Between 1965 and 2021, Berkshire's stock price has gained an unimaginable 3,641,613%. That equates to a compound average annual gain of roughly 20.1%. The S&P 500, a benchmark for the broader market, has only generated a compound average annual gain of 10.5% including dividends.

But in recent times, Berkshire has actually had some off years compared to the broader market, although it is actually beating the market pretty handily this year. Let's take a look at Berkshire's more recent performance and see how much money you would have made had you invested $10,000 in the stock in 2012. I'll focus on Berkshire class B shares because they are more affordable than class A.

A snapshot of the last decade

Berkshire introduced class B shares in 1996 at 1/30 of the price of class A shares, to make them more affordable to smaller retail investors who wanted to get in on Berkshire's greatness.

Class B shares started trading at more than $1,000 per share and rose all the way to roughly $3,350 in 2010 before Berkshire did a 50-for-1 stock split, which made shares even cheaper. After the split, Berkshire class B shares began trading at about $73.

While Buffett has gotten older over the years, Berkshire has remained very active over the last decade. In 2013, Berkshire Hathaway teamed up with 3G Capital to purchase Heinz 2013 for $23 billion. Two years later, they would merge Heinz with Kraft to create the multinational food and beverage brand Kraft Heinz (KHC -0.99%).

This investment is widely known as one of Buffett's biggest mistakes, with the stock price of Kraft Heinz opening around $71 and currently trading below $39 today. "I made a mistake in the Kraft purchase in terms of paying too much," Buffett told CNBC in 2019.

Berkshire has also made other big acquisitions, such as its $4.7 billion purchase of the battery maker Duracell and the $4 billion purchase of the energy company Dominion Energy.

In terms of stock purchases in Berkshire's now roughly $328 billion equities portfolio, the conglomerate took a stake in Bank of America (BAC 0.92%) shortly after the Great Recession and has built America's second-largest bank into Berkshire's second-largest equity holding.

Another big moment for Berkshire came in 2016. It acquired a new position in the consumer tech giant Apple (AAPL -1.00%), which the company hasn't looked back on since, continuing to buy shares heavily in recent years. Berkshire's position in Apple is now valued at more than $136 billion and makes up more than 40% of Berkshire's equity holdings.

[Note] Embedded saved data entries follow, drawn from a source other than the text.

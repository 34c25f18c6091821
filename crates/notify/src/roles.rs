// Copyright (C) 2026 Fred Clausen
// Use of this source code is governed by an MIT-style
// license that can be found in the LICENSE file or at
// https://opensource.org/licenses/MIT.

use crate::error::NotifyError;
use carbid_domain::OperatorId;
use carbid_persistence::{OperatorRow, Persistence};
use std::sync::Arc;
use std::time::{Duration, Instant};
use tokio::sync::Mutex;

/// Default lifetime of a cached role snapshot.
pub const DEFAULT_ROLE_TTL: Duration = Duration::from_secs(300);

#[derive(Debug, Clone)]
struct RoleSnapshot {
    admins: Vec<OperatorId>,
    operators: Vec<OperatorId>,
    fetched_at: Instant,
}

/// Role lookups with a TTL cache.
///
/// Fan-out consults roles on every sweep; hitting storage each time is
/// wasteful and the data changes rarely. A snapshot is reused until its
/// TTL lapses, and role edits call [`RoleDirectory::invalidate`] to
/// take effect immediately.
pub struct RoleDirectory {
    db: Arc<Mutex<Persistence>>,
    ttl: Duration,
    cache: Mutex<Option<RoleSnapshot>>,
}

impl RoleDirectory {
    /// Creates a directory with the default TTL.
    #[must_use]
    pub fn new(db: Arc<Mutex<Persistence>>) -> Self {
        Self::with_ttl(db, DEFAULT_ROLE_TTL)
    }

    /// Creates a directory with an explicit TTL.
    #[must_use]
    pub fn with_ttl(db: Arc<Mutex<Persistence>>, ttl: Duration) -> Self {
        Self {
            db,
            ttl,
            cache: Mutex::new(None),
        }
    }

    /// The ids of all administrators.
    ///
    /// # Errors
    ///
    /// Returns an error if the snapshot must be refreshed and the
    /// storage query fails.
    pub async fn admins(&self) -> Result<Vec<OperatorId>, NotifyError> {
        Ok(self.snapshot().await?.admins)
    }

    /// The ids of all field operators.
    ///
    /// # Errors
    ///
    /// Returns an error if the snapshot must be refreshed and the
    /// storage query fails.
    pub async fn operators(&self) -> Result<Vec<OperatorId>, NotifyError> {
        Ok(self.snapshot().await?.operators)
    }

    /// Drops the cached snapshot so the next lookup refreshes.
    pub async fn invalidate(&self) {
        let mut cache = self.cache.lock().await;
        *cache = None;
    }

    async fn snapshot(&self) -> Result<RoleSnapshot, NotifyError> {
        let mut cache = self.cache.lock().await;
        if let Some(snapshot) = cache.as_ref() {
            if snapshot.fetched_at.elapsed() < self.ttl {
                return Ok(snapshot.clone());
            }
        }

        let (admins, operators) = {
            let mut db = self.db.lock().await;
            let admins: Vec<OperatorRow> = db.operators_with_role("admin")?;
            let operators: Vec<OperatorRow> = db.operators_with_role("operator")?;
            (admins, operators)
        };
        let snapshot: RoleSnapshot = RoleSnapshot {
            admins: admins.into_iter().map(|row| row.operator_id).collect(),
            operators: operators.into_iter().map(|row| row.operator_id).collect(),
            fetched_at: Instant::now(),
        };
        *cache = Some(snapshot.clone());
        Ok(snapshot)
    }
}
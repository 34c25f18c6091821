// Copyright (C) 2026 Fred Clausen
// Use of this source code is governed by an MIT-style
// license that can be found in the LICENSE file or at
// https://opensource.org/licenses/MIT.

use carbid_domain::{DomainError, OperatorId};

/// Errors that can occur during state transitions and wizard tracking.
#[derive(Debug, Clone, PartialEq, Eq)]
pub enum CoreError {
    /// A domain rule was violated.
    DomainViolation(DomainError),
    /// Submission was attempted before every checklist question was answered.
    ChecklistIncomplete {
        /// The bid whose checklist is unfinished.
        bid_id: i64,
    },
    /// The operator has no wizard session in flight.
    NoActiveSession(OperatorId),
    /// The operator already has a wizard session for another bid.
    SessionAlreadyActive {
        /// The operator with the existing session.
        operator_id: OperatorId,
        /// The bid the existing session belongs to.
        bid_id: i64,
    },
    /// The requested step does not match the session's current state.
    UnexpectedStep {
        /// The operator whose session rejected the step.
        operator_id: OperatorId,
        /// The step the session is actually waiting on.
        expected: &'static str,
    },
}

impl std::fmt::Display for CoreError {
    fn fmt(&self, f: &mut std::fmt::Formatter<'_>) -> std::fmt::Result {
        match self {
            Self::DomainViolation(err) => write!(f, "Domain violation: {err}"),
            Self::ChecklistIncomplete { bid_id } => {
                write!(f, "Checklist for bid {bid_id} is not complete")
            }
            Self::NoActiveSession(operator_id) => {
                write!(f, "Operator {operator_id} has no active wizard session")
            }
            Self::SessionAlreadyActive {
                operator_id,
                bid_id,
            } => {
                write!(
                    f,
                    "Operator {operator_id} already has a session for bid {bid_id}"
                )
            }
            Self::UnexpectedStep {
                operator_id,
                expected,
            } => {
                write!(
                    f,
                    "Session for operator {operator_id} is waiting on {expected}"
                )
            }
        }
    }
}

impl std::error::Error for CoreError {}

impl From<DomainError> for CoreError {
    fn from(err: DomainError) -> Self {
        Self::DomainViolation(err)
    }
}
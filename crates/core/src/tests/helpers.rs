// Copyright (C) 2026 Fred Clausen
// Use of this source code is governed by an MIT-style
// license that can be found in the LICENSE file or at
// https://opensource.org/licenses/MIT.

use carbid_domain::{Bid, BidStatus};

pub const TEST_OPERATOR: i64 = 42;
pub const TEST_REVIEWER: i64 = 7;

pub fn create_test_bid(status: BidStatus) -> Bid {
    let mut bid: Bid = Bid::new(1);
    bid.bid_id = Some(10);
    bid.status = status;
    if status.is_held_by_manager() {
        bid.manager_id = Some(TEST_OPERATOR);
    }
    bid
}

pub fn create_submittable_bid() -> Bid {
    let mut bid: Bid = create_test_bid(BidStatus::Progress);
    bid.checklist
        .set_answer(1, String::from("good"))
        .unwrap();
    bid.checklist
        .set_answer(2, String::from("half_tank"))
        .unwrap();
    bid
}
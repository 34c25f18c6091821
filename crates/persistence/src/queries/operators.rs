// Copyright (C) 2026 Fred Clausen
// Use of this source code is governed by an MIT-style
// license that can be found in the LICENSE file or at
// https://opensource.org/licenses/MIT.

//! Operator query operations.

use crate::data_models::OperatorRow;
use crate::diesel_schema::operators;
use crate::error::PersistenceError;
use carbid_domain::OperatorId;
use diesel::prelude::*;

/// Fetch one operator by id.
///
/// # Errors
///
/// Returns `PersistenceError::OperatorNotFound` if no such operator
/// exists.
pub fn get_operator(
    conn: &mut SqliteConnection,
    operator_id: OperatorId,
) -> Result<OperatorRow, PersistenceError> {
    let row: Option<OperatorRow> = operators::table
        .filter(operators::operator_id.eq(operator_id))
        .first::<OperatorRow>(conn)
        .optional()
        .map_err(|e| PersistenceError::QueryFailed(format!("get_operator: {e}")))?;
    row.ok_or(PersistenceError::OperatorNotFound(operator_id))
}

/// Fetch every operator carrying a given role.
///
/// # Errors
///
/// Returns an error if the query fails.
pub fn operators_with_role(
    conn: &mut SqliteConnection,
    role: &str,
) -> Result<Vec<OperatorRow>, PersistenceError> {
    operators::table
        .filter(operators::role.eq(role))
        .order(operators::operator_id.asc())
        .load::<OperatorRow>(conn)
        .map_err(|e| PersistenceError::QueryFailed(format!("operators_with_role: {e}")))
}

/// Fetch every known operator.
///
/// # Errors
///
/// Returns an error if the query fails.
pub fn all_operators(conn: &mut SqliteConnection) -> Result<Vec<OperatorRow>, PersistenceError> {
    operators::table
        .order(operators::operator_id.asc())
        .load::<OperatorRow>(conn)
        .map_err(|e| PersistenceError::QueryFailed(format!("all_operators: {e}")))
}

This year, Buffett and his team have been all about the energy sector, with rising gas prices. Berkshire has taken big stakes in Chevron (CVX -0.49%) and Occidental Petroleum (OXY -0.84%), and many suspect the conglomerate may look to eventually acquire Occidental outright. Here is how Berkshire's annual gains have stacked up to the S&P 500 since 2012.

Year Berkshire Hathaway S&P 500 W/Dividends
2012 16.8% 16%
2013 32.7% 32.4%
2014 27% 13.7%
2015 -12.5% 1.4%
2016 23.4% 12%
2017 21.9% 21.8%
2018 2.8% -4.4%
2019 11% 31.5%
2020 2.4% 18.4%
2021 29.6% 28.7%
2022* -2.04% -19.97%

Data source: Berkshire's annual letter. *= Year to date.

As you can see, Berkshire has won seven of the last 10 years, although it struggled in 2019 and 2020. However, unless things change dramatically over the last two months of this year, Berkshire is about to find itself back on a two-year winning streak against the S&P 500.

If you invested $10,000 in 2012, how much do you have now?

Berkshire class B shares started 2012 at about $77.38 per share. Currently, they trade for just under $295 per share, which equates to a gain of about 281%. That means if you invested $10,000 in 2012, you'd have about $38,100 now.

A popular S&P 500 index ETF started 2012 with a dividend-adjusted price of around $104 per share and recently closed at $376. That works out to a gain of roughly 262%. That means your $10,000 invested in this broader benchmark index would now be $36,200. So your investment in Berkshire would have yielded about $1,900 more than investing in the broader market.